1. Reviewing Insurance Policies - Companies should review insurance policies to determine whether they may be covered for losses due to business interruptions attributable to COVID-19, and comply with all notice requirements under the policy.

2. Leverage Technology - With the culture of work from home being implemented, companies are fast-tracking their digital transformation. They are using tools like video conferencing to hold meetings and webinars, and are continuing to provide uninterrupted service to their clientele. Technology companies are coming up with products that can assist companies to work remotely. This also comes in as a benefit to employees who are now able to maintain a work-life balance. This pandemic is also making companies build their technology infrastructure and rethink their business model for the future. The lockdown is also boosting the business of technology companies. Customers are relying more on online shopping which has led to Amazon hiring 1,00,000 warehouse workers to meet the growing demand. Video calling and messaging at Facebook has exploded and online collaboration has increased by 40 percent in a week as reported by Microsoft. On a lighter note, COVID-19 is taking us closer to a digital India that our Prime Minister, Shri Narendra Modi has been envisioning since the beginning of his tenure in 2014.

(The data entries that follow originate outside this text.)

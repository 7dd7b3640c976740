//! CPU and memory state.
use crate::{
    bytecode::word,
    constants::*,
    error::{Chip8Error, Chip8Result},
};

/// Core state for a chip8 interpreter.
pub struct Chip8Cpu {
    // ------------------------------------------------------------------------
    // Registers
    /// Program counter pointing to the current position in the bytecode.
    pub(crate) pc: Address,
    /// Stack pointer, the number of occupied stack slots.
    pub(crate) sp: usize,
    /// General purpose registers for temporary values.
    ///
    /// Register 16 (VF) is used for either the carry flag or borrow switch depending on opcode.
    pub(crate) registers: [u8; REGISTER_COUNT],
    /// (I) Pointer register used for temporarily storing an address.
    ///
    /// The full 16 bits are kept. Memory accesses through it are masked to 12 bits.
    pub(crate) address: Address,
    /// (DT) Delay timer that counts down to 0.
    pub(crate) delay_timer: u8,
    /// (ST) Sound timer that counts down to 0.
    pub(crate) sound_timer: u8,
    /// Indicates that the machine is waiting for a keypress.
    pub(crate) key_wait: bool,
    /// Keyboard input state. Pressed is a 1 bit, released is a 0 bit.
    pub(crate) key_state: u16,

    // ------------------------------------------------------------------------
    // Memory
    /// Main memory storage space.
    pub(crate) ram: Box<[u8; MEM_SIZE]>,
    /// Stack of return pointers used for jumping when a routine call finishes.
    pub(crate) stack: [Address; STACK_SIZE],
    /// Screen buffer that is drawn to. Each cell is either 0 or 1.
    pub(crate) display: Box<[u8; DISPLAY_BUFFER_SIZE]>,
    /// Set when the display buffer changed and the host should redraw.
    pub(crate) dirty: bool,
}

impl Default for Chip8Cpu {
    fn default() -> Self {
        Self {
            pc: MEM_START as Address,
            sp: 0,
            registers: [0; REGISTER_COUNT],
            address: 0,
            delay_timer: 0,
            sound_timer: 0,
            key_wait: false,
            key_state: 0,

            ram: Box::new([0; MEM_SIZE]),
            stack: [0; STACK_SIZE],
            display: Box::new([0; DISPLAY_BUFFER_SIZE]),
            dirty: false,
        }
    }
}

impl Chip8Cpu {
    pub fn new() -> Self {
        Default::default()
    }

    pub fn clear_display(&mut self) {
        self.display.fill(0);
        self.dirty = true;
    }

    pub fn set_key_state(&mut self, key_id: u8, state: bool) {
        if key_id < KEY_COUNT {
            if state {
                self.key_state |= 1 << key_id;
            } else {
                self.key_state &= !(1 << key_id);
            }
        }
    }

    pub fn key_state(&self, key_id: u8) -> bool {
        if key_id < KEY_COUNT {
            self.key_state & (1 << key_id) > 0
        } else {
            false
        }
    }

    /// Check whether any key is pressed down.
    #[inline(always)]
    pub fn any_key(&self) -> bool {
        self.key_state > 0
    }

    /// Retrieve the value of the first key that is pressed down.
    #[inline]
    pub fn first_key(&self) -> Option<u8> {
        if self.any_key() {
            (0..KEY_COUNT).find(|k| self.key_state(*k))
        } else {
            None
        }
    }

    /// Clear the keyboard input state, setting all keys to up.
    #[inline(always)]
    pub fn clear_keys(&mut self) {
        self.key_state = 0;
    }

    /// Count down the delay and sound timers, stopping at zero.
    ///
    /// Returns `true` when the sound timer expires on this tick.
    #[inline]
    pub fn tick_timers(&mut self) -> bool {
        let expired = self.sound_timer == 1;
        self.delay_timer = self.delay_timer.saturating_sub(1);
        self.sound_timer = self.sound_timer.saturating_sub(1);
        expired
    }

    /// Read the byte at the given address, wrapped to the address space.
    #[inline(always)]
    pub fn mem(&self, addr: usize) -> u8 {
        self.ram[addr & ADDRESS_MASK]
    }

    /// Mutable access to the byte at the given address, wrapped to the address space.
    #[inline(always)]
    pub fn mem_mut(&mut self, addr: usize) -> &mut u8 {
        &mut self.ram[addr & ADDRESS_MASK]
    }

    /// Extract the instruction word at the current program counter.
    #[inline(always)]
    pub fn instr(&self) -> u16 {
        let pc = self.pc as usize;
        word(self.mem(pc), self.mem(pc + 1))
    }

    /// Push a return address onto the call stack.
    pub fn push_stack(&mut self, addr: Address) -> Chip8Result<()> {
        if self.sp >= STACK_SIZE {
            return Err(Chip8Error::StackOverflow);
        }
        self.stack[self.sp] = addr;
        self.sp += 1;
        Ok(())
    }

    /// Pop the most recent return address from the call stack.
    pub fn pop_stack(&mut self) -> Chip8Result<Address> {
        match self.sp.checked_sub(1) {
            Some(sp) => {
                self.sp = sp;
                Ok(self.stack[sp])
            }
            None => Err(Chip8Error::StackUnderflow),
        }
    }
}

#[cfg(test)]
mod test {
    use super::*;

    #[test]
    fn test_key_state() {
        let mut cpu = Chip8Cpu::default();

        cpu.set_key_state(0, true);
        assert_eq!(cpu.key_state, 0b00000000_00000001);
        assert!(cpu.key_state(0));
        assert!(!cpu.key_state(1));
        assert!(!cpu.key_state(7));

        cpu.set_key_state(7, true);
        assert_eq!(cpu.key_state, 0b00000000_10000001);
        assert!(cpu.key_state(0));
        assert!(!cpu.key_state(1));
        assert!(cpu.key_state(7));

        cpu.set_key_state(0, false);
        assert_eq!(cpu.key_state, 0b00000000_10000000);
        assert!(!cpu.key_state(0));
        assert!(!cpu.key_state(1));
        assert!(cpu.key_state(7));

        cpu.set_key_state(15, true);
        assert_eq!(cpu.key_state, 0b10000000_10000000);
        assert!(!cpu.key_state(0));
        assert!(!cpu.key_state(1));
        assert!(cpu.key_state(7));
        assert!(cpu.key_state(15));

        // Out of range keys are ignored.
        cpu.set_key_state(16, true);
        assert_eq!(cpu.key_state, 0b10000000_10000000);
        assert!(!cpu.key_state(16));
    }

    #[test]
    fn test_first_key_ascending() {
        let mut cpu = Chip8Cpu::default();
        assert_eq!(cpu.first_key(), None);

        cpu.set_key_state(0xC, true);
        cpu.set_key_state(0x3, true);
        assert_eq!(cpu.first_key(), Some(0x3));

        cpu.clear_keys();
        assert_eq!(cpu.first_key(), None);
    }

    #[test]
    fn test_stack_bounds() {
        let mut cpu = Chip8Cpu::default();
        assert!(matches!(cpu.pop_stack(), Err(Chip8Error::StackUnderflow)));

        for i in 0..STACK_SIZE {
            cpu.push_stack(i as Address).unwrap();
        }
        assert!(matches!(
            cpu.push_stack(0xFFF),
            Err(Chip8Error::StackOverflow)
        ));
        assert_eq!(cpu.sp, STACK_SIZE);
        assert_eq!(cpu.pop_stack().unwrap(), (STACK_SIZE - 1) as Address);
    }

    #[test]
    fn test_timers_floor_at_zero() {
        let mut cpu = Chip8Cpu::default();
        cpu.delay_timer = 1;
        cpu.sound_timer = 2;

        assert!(!cpu.tick_timers());
        assert_eq!((cpu.delay_timer, cpu.sound_timer), (0, 1));
        assert!(cpu.tick_timers());
        assert_eq!((cpu.delay_timer, cpu.sound_timer), (0, 0));
        assert!(!cpu.tick_timers());
        assert_eq!((cpu.delay_timer, cpu.sound_timer), (0, 0));
    }

    #[test]
    fn test_memory_wraps() {
        let mut cpu = Chip8Cpu::default();
        *cpu.mem_mut(MEM_SIZE + 3) = 0xAB;
        assert_eq!(cpu.mem(3), 0xAB);

        cpu.ram[MEM_SIZE - 1] = 0x12;
        cpu.ram[0] = 0x34;
        cpu.pc = (MEM_SIZE - 1) as Address;
        assert_eq!(cpu.instr(), 0x1234);
    }
}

3. Draft commercial contracts for the future – This crisis made companies revisit the ‘Force Majeure’ clause in their commercial agreements. It is time to re-negotiate these agreements to ensure that the interests of both parties can be protected and losses can be mitigated. It is also important to keep such a pandemic in mind when negotiating future contracts and drafting company policies.

It is said that challenges are opportunities in disguise. These unprecedented challenges will definitely ensure that companies become more resilient, technologically advance and come up with innovative and out-of-box solutions to overcome these times.